§ Requirement: Below are lines of data; count those containing the word "irradiance" and write nothing but the number.

§ Supplied records:

%%

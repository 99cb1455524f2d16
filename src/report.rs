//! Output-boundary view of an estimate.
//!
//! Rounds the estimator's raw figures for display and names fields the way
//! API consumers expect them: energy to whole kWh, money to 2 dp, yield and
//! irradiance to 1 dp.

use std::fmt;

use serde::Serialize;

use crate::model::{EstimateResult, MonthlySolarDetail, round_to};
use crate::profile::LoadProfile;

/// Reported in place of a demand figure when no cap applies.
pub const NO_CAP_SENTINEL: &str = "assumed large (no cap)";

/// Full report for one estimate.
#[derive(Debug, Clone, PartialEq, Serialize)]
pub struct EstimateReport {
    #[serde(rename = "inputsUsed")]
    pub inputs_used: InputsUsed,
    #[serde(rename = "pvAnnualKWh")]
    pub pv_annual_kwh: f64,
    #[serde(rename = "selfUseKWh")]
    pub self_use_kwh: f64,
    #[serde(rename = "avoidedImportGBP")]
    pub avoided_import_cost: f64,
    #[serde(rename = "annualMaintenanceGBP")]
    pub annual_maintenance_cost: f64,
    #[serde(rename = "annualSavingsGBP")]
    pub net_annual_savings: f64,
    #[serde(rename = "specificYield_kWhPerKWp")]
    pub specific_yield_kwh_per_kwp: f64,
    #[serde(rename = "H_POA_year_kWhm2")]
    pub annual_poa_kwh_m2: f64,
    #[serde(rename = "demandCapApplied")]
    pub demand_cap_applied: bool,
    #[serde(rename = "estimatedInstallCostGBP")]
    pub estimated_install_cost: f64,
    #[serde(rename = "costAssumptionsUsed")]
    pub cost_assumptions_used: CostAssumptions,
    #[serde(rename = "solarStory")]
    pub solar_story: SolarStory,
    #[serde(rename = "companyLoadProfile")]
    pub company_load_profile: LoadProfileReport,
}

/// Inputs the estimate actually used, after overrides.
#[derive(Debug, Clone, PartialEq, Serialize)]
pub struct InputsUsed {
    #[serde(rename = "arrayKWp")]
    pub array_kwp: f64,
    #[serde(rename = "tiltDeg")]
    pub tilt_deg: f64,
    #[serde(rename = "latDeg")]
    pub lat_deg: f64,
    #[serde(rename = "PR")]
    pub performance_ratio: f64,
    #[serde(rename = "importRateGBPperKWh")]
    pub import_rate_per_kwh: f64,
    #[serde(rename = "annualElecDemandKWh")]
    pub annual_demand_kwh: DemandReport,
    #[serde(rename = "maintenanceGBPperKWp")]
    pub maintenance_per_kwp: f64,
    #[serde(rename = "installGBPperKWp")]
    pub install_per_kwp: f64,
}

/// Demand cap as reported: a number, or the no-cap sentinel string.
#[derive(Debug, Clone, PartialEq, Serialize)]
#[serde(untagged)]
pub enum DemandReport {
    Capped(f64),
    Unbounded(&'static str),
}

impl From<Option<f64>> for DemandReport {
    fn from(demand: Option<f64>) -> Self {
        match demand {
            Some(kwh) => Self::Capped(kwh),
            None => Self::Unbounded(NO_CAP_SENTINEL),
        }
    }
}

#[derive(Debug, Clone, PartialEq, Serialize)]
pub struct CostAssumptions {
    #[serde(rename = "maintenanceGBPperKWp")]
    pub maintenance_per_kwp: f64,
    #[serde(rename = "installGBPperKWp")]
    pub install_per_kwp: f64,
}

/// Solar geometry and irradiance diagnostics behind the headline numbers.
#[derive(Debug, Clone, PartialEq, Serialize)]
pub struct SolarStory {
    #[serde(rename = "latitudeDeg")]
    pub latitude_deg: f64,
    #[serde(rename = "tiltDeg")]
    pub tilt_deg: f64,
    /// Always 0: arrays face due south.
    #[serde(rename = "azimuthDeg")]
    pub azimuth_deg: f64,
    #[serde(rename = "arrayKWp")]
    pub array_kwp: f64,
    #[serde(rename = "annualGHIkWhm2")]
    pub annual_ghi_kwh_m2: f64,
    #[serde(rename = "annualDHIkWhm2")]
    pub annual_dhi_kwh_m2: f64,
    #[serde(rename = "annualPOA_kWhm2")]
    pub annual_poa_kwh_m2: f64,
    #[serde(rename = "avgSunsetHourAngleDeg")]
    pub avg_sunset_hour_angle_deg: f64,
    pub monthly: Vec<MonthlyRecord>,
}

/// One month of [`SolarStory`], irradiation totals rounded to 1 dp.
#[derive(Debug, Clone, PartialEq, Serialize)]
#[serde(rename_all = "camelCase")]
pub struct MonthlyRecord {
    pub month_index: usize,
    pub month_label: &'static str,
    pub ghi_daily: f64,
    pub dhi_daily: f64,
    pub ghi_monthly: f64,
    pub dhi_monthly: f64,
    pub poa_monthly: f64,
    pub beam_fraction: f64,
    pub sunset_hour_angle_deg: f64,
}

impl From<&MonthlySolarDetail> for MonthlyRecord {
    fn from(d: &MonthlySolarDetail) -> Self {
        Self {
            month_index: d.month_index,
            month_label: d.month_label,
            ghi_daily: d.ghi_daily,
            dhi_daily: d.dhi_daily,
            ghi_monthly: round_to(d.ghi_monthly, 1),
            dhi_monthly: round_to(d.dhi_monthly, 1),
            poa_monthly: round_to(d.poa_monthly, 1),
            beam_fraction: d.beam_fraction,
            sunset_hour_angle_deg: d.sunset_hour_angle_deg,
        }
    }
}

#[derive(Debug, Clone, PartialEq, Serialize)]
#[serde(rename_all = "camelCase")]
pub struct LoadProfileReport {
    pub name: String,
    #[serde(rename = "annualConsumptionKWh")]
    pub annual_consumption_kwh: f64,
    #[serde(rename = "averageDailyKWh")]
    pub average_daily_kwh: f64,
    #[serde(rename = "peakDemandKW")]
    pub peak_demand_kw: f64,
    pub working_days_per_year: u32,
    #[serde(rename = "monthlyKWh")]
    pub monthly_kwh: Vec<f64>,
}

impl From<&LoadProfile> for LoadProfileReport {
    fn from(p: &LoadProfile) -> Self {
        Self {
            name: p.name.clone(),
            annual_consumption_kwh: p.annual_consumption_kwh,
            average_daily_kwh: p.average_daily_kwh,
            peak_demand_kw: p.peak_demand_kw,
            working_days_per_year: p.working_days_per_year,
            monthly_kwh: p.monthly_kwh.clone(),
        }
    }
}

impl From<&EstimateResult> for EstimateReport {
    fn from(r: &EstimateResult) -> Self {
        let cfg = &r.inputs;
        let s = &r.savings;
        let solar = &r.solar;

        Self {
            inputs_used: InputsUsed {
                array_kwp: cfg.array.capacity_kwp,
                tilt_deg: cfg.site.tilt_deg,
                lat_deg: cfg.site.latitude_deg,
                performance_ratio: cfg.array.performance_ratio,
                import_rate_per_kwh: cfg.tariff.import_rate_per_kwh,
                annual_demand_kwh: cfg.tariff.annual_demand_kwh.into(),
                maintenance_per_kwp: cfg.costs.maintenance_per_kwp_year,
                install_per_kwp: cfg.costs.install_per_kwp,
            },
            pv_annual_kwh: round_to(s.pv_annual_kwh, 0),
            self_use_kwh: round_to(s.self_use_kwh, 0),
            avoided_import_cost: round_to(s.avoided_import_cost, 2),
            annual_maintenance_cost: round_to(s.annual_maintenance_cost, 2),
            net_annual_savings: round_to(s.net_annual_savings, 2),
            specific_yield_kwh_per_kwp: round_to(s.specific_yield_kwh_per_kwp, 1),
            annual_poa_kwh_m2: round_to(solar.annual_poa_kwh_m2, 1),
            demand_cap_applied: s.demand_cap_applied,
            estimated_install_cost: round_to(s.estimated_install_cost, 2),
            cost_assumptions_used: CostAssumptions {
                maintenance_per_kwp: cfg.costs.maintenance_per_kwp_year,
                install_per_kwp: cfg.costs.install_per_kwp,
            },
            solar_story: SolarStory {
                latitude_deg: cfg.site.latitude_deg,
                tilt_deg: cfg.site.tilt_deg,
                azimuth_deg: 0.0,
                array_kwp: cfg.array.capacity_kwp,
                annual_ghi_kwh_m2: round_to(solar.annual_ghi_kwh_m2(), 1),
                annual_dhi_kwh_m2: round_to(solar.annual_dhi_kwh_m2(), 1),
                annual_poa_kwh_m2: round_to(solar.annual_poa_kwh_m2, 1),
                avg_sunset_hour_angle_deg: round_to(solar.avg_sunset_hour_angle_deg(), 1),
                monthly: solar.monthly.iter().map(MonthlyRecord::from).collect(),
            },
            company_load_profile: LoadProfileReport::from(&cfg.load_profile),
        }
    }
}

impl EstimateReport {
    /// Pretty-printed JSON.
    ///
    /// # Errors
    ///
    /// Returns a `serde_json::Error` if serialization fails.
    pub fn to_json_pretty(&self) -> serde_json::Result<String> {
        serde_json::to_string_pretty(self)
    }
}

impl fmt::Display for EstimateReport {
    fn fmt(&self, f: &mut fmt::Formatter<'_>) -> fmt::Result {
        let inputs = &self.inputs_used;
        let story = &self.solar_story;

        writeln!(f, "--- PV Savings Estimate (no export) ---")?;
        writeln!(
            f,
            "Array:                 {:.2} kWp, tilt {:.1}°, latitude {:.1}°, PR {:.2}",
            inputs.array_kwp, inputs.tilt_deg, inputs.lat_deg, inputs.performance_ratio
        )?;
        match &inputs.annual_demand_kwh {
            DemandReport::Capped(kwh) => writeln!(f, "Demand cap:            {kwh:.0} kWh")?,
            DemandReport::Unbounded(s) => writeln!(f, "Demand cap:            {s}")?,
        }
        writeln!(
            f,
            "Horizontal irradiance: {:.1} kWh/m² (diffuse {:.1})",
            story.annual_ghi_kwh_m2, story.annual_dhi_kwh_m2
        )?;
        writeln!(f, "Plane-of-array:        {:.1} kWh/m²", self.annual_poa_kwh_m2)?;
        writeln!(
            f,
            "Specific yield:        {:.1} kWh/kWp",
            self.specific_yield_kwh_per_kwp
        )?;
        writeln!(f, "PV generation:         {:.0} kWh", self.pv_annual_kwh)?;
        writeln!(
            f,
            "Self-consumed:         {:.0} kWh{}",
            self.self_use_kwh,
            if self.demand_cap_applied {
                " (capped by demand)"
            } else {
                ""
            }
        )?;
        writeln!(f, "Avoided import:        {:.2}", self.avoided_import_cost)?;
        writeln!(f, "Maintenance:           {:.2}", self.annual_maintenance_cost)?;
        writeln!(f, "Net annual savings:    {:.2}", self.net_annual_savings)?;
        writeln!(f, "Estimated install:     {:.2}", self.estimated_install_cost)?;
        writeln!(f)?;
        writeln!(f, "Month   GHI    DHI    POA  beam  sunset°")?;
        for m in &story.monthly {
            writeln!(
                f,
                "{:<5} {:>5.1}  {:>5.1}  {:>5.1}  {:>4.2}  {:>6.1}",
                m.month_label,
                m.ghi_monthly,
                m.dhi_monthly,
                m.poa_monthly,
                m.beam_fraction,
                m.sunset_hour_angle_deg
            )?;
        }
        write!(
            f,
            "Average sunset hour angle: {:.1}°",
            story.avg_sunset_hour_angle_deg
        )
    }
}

%%
%%

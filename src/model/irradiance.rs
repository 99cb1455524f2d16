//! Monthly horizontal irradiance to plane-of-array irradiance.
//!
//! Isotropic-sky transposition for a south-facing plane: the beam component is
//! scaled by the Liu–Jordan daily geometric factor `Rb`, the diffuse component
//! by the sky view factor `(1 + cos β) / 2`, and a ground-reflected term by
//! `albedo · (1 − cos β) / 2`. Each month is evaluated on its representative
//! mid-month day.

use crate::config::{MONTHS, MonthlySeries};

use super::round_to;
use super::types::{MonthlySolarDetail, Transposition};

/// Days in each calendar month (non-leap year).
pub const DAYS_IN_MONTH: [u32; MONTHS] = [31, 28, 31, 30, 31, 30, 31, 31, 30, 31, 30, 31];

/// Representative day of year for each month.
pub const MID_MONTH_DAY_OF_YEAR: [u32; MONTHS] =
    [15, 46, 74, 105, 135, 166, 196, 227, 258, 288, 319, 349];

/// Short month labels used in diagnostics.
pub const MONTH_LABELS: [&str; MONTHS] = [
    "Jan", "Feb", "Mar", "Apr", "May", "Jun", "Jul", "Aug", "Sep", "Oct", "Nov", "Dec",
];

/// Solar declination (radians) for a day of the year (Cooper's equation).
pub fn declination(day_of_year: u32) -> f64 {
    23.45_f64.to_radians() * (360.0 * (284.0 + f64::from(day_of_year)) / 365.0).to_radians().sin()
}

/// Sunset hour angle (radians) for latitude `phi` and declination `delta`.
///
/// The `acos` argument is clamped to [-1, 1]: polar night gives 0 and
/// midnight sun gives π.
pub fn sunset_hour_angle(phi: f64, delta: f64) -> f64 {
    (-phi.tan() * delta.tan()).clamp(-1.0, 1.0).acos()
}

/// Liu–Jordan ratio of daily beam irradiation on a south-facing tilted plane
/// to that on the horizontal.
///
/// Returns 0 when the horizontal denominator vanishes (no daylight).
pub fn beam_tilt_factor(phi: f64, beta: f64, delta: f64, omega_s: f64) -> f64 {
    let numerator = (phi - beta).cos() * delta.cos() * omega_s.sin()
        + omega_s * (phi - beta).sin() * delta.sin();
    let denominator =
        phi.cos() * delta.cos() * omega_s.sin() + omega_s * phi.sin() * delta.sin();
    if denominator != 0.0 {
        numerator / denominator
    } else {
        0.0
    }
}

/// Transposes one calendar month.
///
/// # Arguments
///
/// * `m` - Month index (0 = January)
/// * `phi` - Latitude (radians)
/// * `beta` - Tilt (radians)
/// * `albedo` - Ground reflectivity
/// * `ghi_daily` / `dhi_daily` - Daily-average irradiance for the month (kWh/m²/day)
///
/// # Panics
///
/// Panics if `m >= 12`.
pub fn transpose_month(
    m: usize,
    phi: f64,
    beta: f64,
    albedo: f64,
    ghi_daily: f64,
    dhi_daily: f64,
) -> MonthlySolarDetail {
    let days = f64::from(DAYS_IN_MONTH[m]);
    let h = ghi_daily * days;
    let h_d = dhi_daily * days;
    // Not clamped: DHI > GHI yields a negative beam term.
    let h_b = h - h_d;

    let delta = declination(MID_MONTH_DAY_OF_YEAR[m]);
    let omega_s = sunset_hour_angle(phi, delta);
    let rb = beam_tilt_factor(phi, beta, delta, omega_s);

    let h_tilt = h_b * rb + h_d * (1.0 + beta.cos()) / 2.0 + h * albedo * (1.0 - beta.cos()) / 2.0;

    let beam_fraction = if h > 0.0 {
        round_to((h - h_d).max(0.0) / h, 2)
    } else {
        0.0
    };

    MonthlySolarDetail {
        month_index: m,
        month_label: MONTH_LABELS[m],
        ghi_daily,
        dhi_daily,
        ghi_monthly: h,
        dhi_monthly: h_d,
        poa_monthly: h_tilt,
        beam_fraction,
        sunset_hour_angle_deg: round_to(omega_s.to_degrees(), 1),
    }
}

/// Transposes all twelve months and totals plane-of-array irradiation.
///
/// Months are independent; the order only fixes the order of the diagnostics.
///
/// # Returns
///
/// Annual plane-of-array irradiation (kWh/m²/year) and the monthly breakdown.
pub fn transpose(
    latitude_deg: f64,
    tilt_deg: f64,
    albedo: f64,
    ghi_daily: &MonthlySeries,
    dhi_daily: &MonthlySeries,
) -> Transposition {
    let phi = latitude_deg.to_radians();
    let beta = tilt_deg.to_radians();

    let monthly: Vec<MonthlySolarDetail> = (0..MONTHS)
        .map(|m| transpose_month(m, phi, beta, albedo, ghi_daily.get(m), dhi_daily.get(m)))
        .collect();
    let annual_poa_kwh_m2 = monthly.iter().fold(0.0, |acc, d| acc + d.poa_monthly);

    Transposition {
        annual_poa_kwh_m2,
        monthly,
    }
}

%%

§ Task solution: 6